Почему так происходит, могут подсказать слова, которые в древнегреческом языке служили для обозначения понятия «страсть» — τό πάθος (pathos) и τό πάθημα (pathema). Они образованы от древнегреческого глагола πάσχω, что значит «терпеть», «испытывать воздействие», «переносить», «страдать». Также, кстати, и в русском языке слово «страсть» является однокоренным со словом «страдание».
Дело в том, что человек, охваченный какой-либо страстью (и даже неважно какой, к противоположному полу, бутылке или славе), перестает в итоге себя контролировать и поэтому перестает быть активным, действующим лицом. Из субъекта он становится объектом воздействия, игрушкой в руках безрассудно властвующей над ним силы.
Он теперь страдает, то есть — становится пассивным и лишь претерпевает воздействия, но сам уже не волен в своих желаниях и поступках. Как говорится, мячик в руках судьбы. Не он живет — «его живут» страсти.

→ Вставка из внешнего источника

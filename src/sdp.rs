//! SDP adjustment helpers
//!
//! Locally created offers are rewritten before they are sent: a bandwidth cap
//! for the video section and, optionally, payload reordering so the service's
//! preferred codec wins negotiation. Pure string transforms; the SDP grammar
//! handled here is the line-oriented subset the `webrtc` crate emits.

use crate::config::VideoCodec;

/// Insert or replace `b=AS:`/`b=TIAS:` lines in the video media section
///
/// Bandwidth lines belong after the `c=` line of the section when one is
/// present, otherwise directly after the `m=` line. Existing bandwidth lines
/// in the video section are dropped first.
pub fn apply_video_bitrate(sdp: &str, kbps: u32) -> String {
    let newline = if sdp.contains("\r\n") { "\r\n" } else { "\n" };
    let mut out: Vec<String> = Vec::new();
    let mut in_video = false;
    let mut inserted = false;

    for line in sdp.lines() {
        if line.starts_with("m=") {
            // Entering a new media section; if we left the video section
            // without inserting (no c= line), that was handled on entry below.
            in_video = line.starts_with("m=video");
            out.push(line.to_string());
            if in_video {
                inserted = false;
            }
            continue;
        }

        if in_video {
            if line.starts_with("b=AS:") || line.starts_with("b=TIAS:") {
                continue;
            }
            out.push(line.to_string());
            if !inserted && line.starts_with("c=") {
                out.push(format!("b=AS:{}", kbps));
                out.push(format!("b=TIAS:{}", kbps as u64 * 1000));
                inserted = true;
            }
            continue;
        }

        out.push(line.to_string());
    }

    // Video section without a c= line: place bandwidth right after m=video.
    if !inserted {
        if let Some(pos) = out.iter().position(|l| l.starts_with("m=video")) {
            out.insert(pos + 1, format!("b=TIAS:{}", kbps as u64 * 1000));
            out.insert(pos + 1, format!("b=AS:{}", kbps));
        }
    }

    let mut result = out.join(newline);
    result.push_str(newline);
    result
}

/// Reorder the video `m=` line so the preferred codec's payload types (and
/// their RTX payloads) come first
///
/// Leaves the SDP untouched when the codec does not appear in the offer.
pub fn prefer_video_codec(sdp: &str, codec: VideoCodec) -> String {
    let newline = if sdp.contains("\r\n") { "\r\n" } else { "\n" };
    let name = codec.sdp_name();

    // Payload types whose rtpmap names the codec, scoped to the video section.
    let mut preferred: Vec<String> = Vec::new();
    let mut in_video = false;
    for line in sdp.lines() {
        if line.starts_with("m=") {
            in_video = line.starts_with("m=video");
            continue;
        }
        if !in_video {
            continue;
        }
        if let Some(rest) = line.strip_prefix("a=rtpmap:") {
            let mut parts = rest.splitn(2, ' ');
            if let (Some(pt), Some(desc)) = (parts.next(), parts.next()) {
                let codec_name = desc.split('/').next().unwrap_or("");
                if codec_name.eq_ignore_ascii_case(name) {
                    preferred.push(pt.to_string());
                }
            }
        }
    }

    if preferred.is_empty() {
        return sdp.to_string();
    }

    // RTX payloads referencing a preferred payload ride along.
    let mut rtx: Vec<String> = Vec::new();
    in_video = false;
    for line in sdp.lines() {
        if line.starts_with("m=") {
            in_video = line.starts_with("m=video");
            continue;
        }
        if !in_video {
            continue;
        }
        if let Some(rest) = line.strip_prefix("a=fmtp:") {
            let mut parts = rest.splitn(2, ' ');
            if let (Some(pt), Some(params)) = (parts.next(), parts.next()) {
                if let Some(apt) = params.strip_prefix("apt=") {
                    if preferred.iter().any(|p| p == apt.trim()) {
                        rtx.push(pt.to_string());
                    }
                }
            }
        }
    }

    let lines: Vec<String> = sdp
        .lines()
        .map(|line| {
            if !line.starts_with("m=video") {
                return line.to_string();
            }
            let fields: Vec<&str> = line.split(' ').collect();
            if fields.len() <= 3 {
                return line.to_string();
            }
            let (head, payloads) = fields.split_at(3);
            let mut reordered: Vec<&str> = Vec::with_capacity(payloads.len());
            for &pt in payloads {
                if preferred.iter().any(|p| p == pt) || rtx.iter().any(|p| p == pt) {
                    reordered.push(pt);
                }
            }
            for &pt in payloads {
                if !reordered.contains(&pt) {
                    reordered.push(pt);
                }
            }
            let mut rebuilt: Vec<&str> = head.to_vec();
            rebuilt.extend(reordered);
            rebuilt.join(" ")
        })
        .collect();

    let mut result = lines.join(newline);
    result.push_str(newline);
    result
}

#[cfg(test)]
mod tests {
    use super::*;

    const OFFER: &str = "v=0\r\n\
o=- 42 2 IN IP4 127.0.0.1\r\n\
s=-\r\n\
t=0 0\r\n\
m=audio 9 UDP/TLS/RTP/SAVPF 111\r\n\
c=IN IP4 0.0.0.0\r\n\
a=rtpmap:111 opus/48000/2\r\n\
m=video 9 UDP/TLS/RTP/SAVPF 96 97 98 99\r\n\
c=IN IP4 0.0.0.0\r\n\
b=AS:512\r\n\
a=rtpmap:96 VP8/90000\r\n\
a=rtpmap:97 rtx/90000\r\n\
a=fmtp:97 apt=96\r\n\
a=rtpmap:98 H264/90000\r\n\
a=rtpmap:99 rtx/90000\r\n\
a=fmtp:99 apt=98\r\n";

    #[test]
    fn test_bitrate_replaces_existing() {
        let out = apply_video_bitrate(OFFER, 2000);
        assert!(out.contains("b=AS:2000\r\n"));
        assert!(out.contains("b=TIAS:2000000\r\n"));
        assert!(!out.contains("b=AS:512"));
    }

    #[test]
    fn test_bitrate_only_touches_video_section() {
        let out = apply_video_bitrate(OFFER, 2000);
        let audio_section: String = out
            .lines()
            .skip_while(|l| !l.starts_with("m=audio"))
            .take_while(|l| !l.starts_with("m=video"))
            .collect();
        assert!(!audio_section.contains("b=AS"));
    }

    #[test]
    fn test_bitrate_follows_connection_line() {
        let out = apply_video_bitrate(OFFER, 1500);
        let lines: Vec<&str> = out.lines().collect();
        let c_pos = lines
            .iter()
            .enumerate()
            .filter(|(_, l)| l.starts_with("c="))
            .map(|(i, _)| i)
            .last()
            .unwrap();
        assert_eq!(lines[c_pos + 1], "b=AS:1500");
    }

    #[test]
    fn test_bitrate_without_connection_line() {
        let sdp = "v=0\nm=video 9 UDP/TLS/RTP/SAVPF 96\na=rtpmap:96 VP8/90000\n";
        let out = apply_video_bitrate(sdp, 900);
        let lines: Vec<&str> = out.lines().collect();
        assert!(lines[0].starts_with("v=0"));
        assert_eq!(lines[2], "b=AS:900");
    }

    #[test]
    fn test_prefer_h264_reorders_payloads() {
        let out = prefer_video_codec(OFFER, VideoCodec::H264);
        let video_line = out.lines().find(|l| l.starts_with("m=video")).unwrap();
        // H264 (98) and its RTX (99) lead; VP8 (96) and its RTX (97) follow.
        assert_eq!(video_line, "m=video 9 UDP/TLS/RTP/SAVPF 98 99 96 97");
    }

    #[test]
    fn test_prefer_missing_codec_is_noop() {
        let out = prefer_video_codec(OFFER, VideoCodec::Vp9);
        assert_eq!(out, OFFER);
    }

    #[test]
    fn test_prefer_does_not_touch_audio() {
        let out = prefer_video_codec(OFFER, VideoCodec::H264);
        let audio_line = out.lines().find(|l| l.starts_with("m=audio")).unwrap();
        assert_eq!(audio_line, "m=audio 9 UDP/TLS/RTP/SAVPF 111");
    }
}
//! Error types for the realtime client

/// Result type alias using the realtime client Error
pub type Result<T> = std::result::Result<T, Error>;

/// Substrings that mark an error as permanent (never retried). Matched
/// case-insensitively against the full error message.
const PERMANENT_MARKERS: &[&str] = &[
    "unauthorized",
    "forbidden",
    "invalid api key",
    "api key",
    "credential",
    "permission",
    "authentication",
];

/// Errors that can occur in realtime session operations
#[derive(Debug, thiserror::Error)]
pub enum Error {
    /// Invalid configuration parameter
    #[error("Invalid configuration: {0}")]
    InvalidConfig(String),

    /// Signaling protocol error (malformed or unexpected frame)
    #[error("Signaling error: {0}")]
    SignalingError(String),

    /// Signaling transport closed unexpectedly
    #[error("Signaling transport closed: {0}")]
    SignalingClosed(String),

    /// WebSocket transport error
    #[error("WebSocket error: {0}")]
    WebSocketError(String),

    /// Frame carried a `type` tag outside the message catalog
    #[error("Unknown signaling message type: {0}")]
    UnknownMessage(String),

    /// SDP negotiation error
    #[error("SDP negotiation error: {0}")]
    SdpError(String),

    /// ICE candidate error
    #[error("ICE candidate error: {0}")]
    IceCandidateError(String),

    /// Media session error (peer connection, tracks)
    #[error("Media session error: {0}")]
    MediaSessionError(String),

    /// Media track error (injector, local tracks)
    #[error("Media track error: {0}")]
    MediaTrackError(String),

    /// Server rejected a control request (prompt/image update)
    #[error("Control request rejected: {0}")]
    ControlRejected(String),

    /// A newer control request of the same kind replaced this one
    #[error("Control request superseded by a newer request")]
    Superseded,

    /// Operation exceeded its deadline. Always distinct from explicit failure.
    #[error("Timed out waiting for {0}")]
    Timeout(String),

    /// Operation requires a connected session
    #[error("Not connected (state: {0})")]
    NotConnected(String),

    /// Connect called on a session that is already active
    #[error("Session already connected")]
    AlreadyConnected,

    /// Server pushed an error frame
    #[error("Server error: {0}")]
    ServerError(String),

    /// Serialization/deserialization error
    #[error("Serialization error: {0}")]
    SerializationError(String),

    /// I/O error
    #[error("I/O error: {0}")]
    IoError(#[from] std::io::Error),

    /// Any other error
    #[error(transparent)]
    Other(#[from] anyhow::Error),
}

impl Error {
    /// Check whether this error must never be retried.
    ///
    /// Authorization and permission failures arrive as free-form text from the
    /// server, so classification is by case-insensitive substring against a
    /// fixed deny-list.
    pub fn is_permanent(&self) -> bool {
        if matches!(self, Error::InvalidConfig(_)) {
            return true;
        }
        let msg = self.to_string().to_lowercase();
        PERMANENT_MARKERS.iter().any(|m| msg.contains(m))
    }

    /// Check if this error is a timeout
    pub fn is_timeout(&self) -> bool {
        matches!(self, Error::Timeout(_))
    }

    /// Check if this error is retryable under the reconnect policy
    pub fn is_retryable(&self) -> bool {
        !self.is_permanent()
    }
}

Как говорил поэт, теперь он «знает одну, но пламенную страсть». Хотя чаще всего — вовсе не одну. Ведь каждая страсть влечет за собой другую. Христианская аскетика еще в древности выработала учение о нисходящей «лестнице» страстей. Это классическая восьмерица: «Есть восемь всех главных помыслов, от которых происходят все другие помыслы. Первый помысл чревоугодия, и после него — блуда; третий — сребролюбия, четвертый — печали; пятый — гнева; шестой — уныния; седьмой — тщеславия; осьмой — гордости» (Евагрий Понтик).
А самое главное, что вместо обещанной свободы и полноты жизни сильная страсть ведет человека к погибели. Один западный философ сказал по этому поводу, что «слишком сильная привязанность к вещи ведет к гибели своего владельца».
Так, например, в знаменитой повести Гоголя Тарас Бульба попадает в плен к врагам после того, как решает вернуться за оброненной люлькой, чтобы та не досталась полякам. Или еще пример оттуда же. На помощь осажденным врагам мимо всех караулов ночью в крепость пробралось войско, потому что все казаки перепились вусмерть. Они, конечно, положительные персонажи, поскольку сражаются за веру и Отечество. Однако и Тараса Бульбу, и других казаков в повести губит, как говорит Гоголь, «отсутствие поста и воздержания» — и духовного, и физического. А пост (воздержание), как и молитва, — главные способы борьбы со страстями.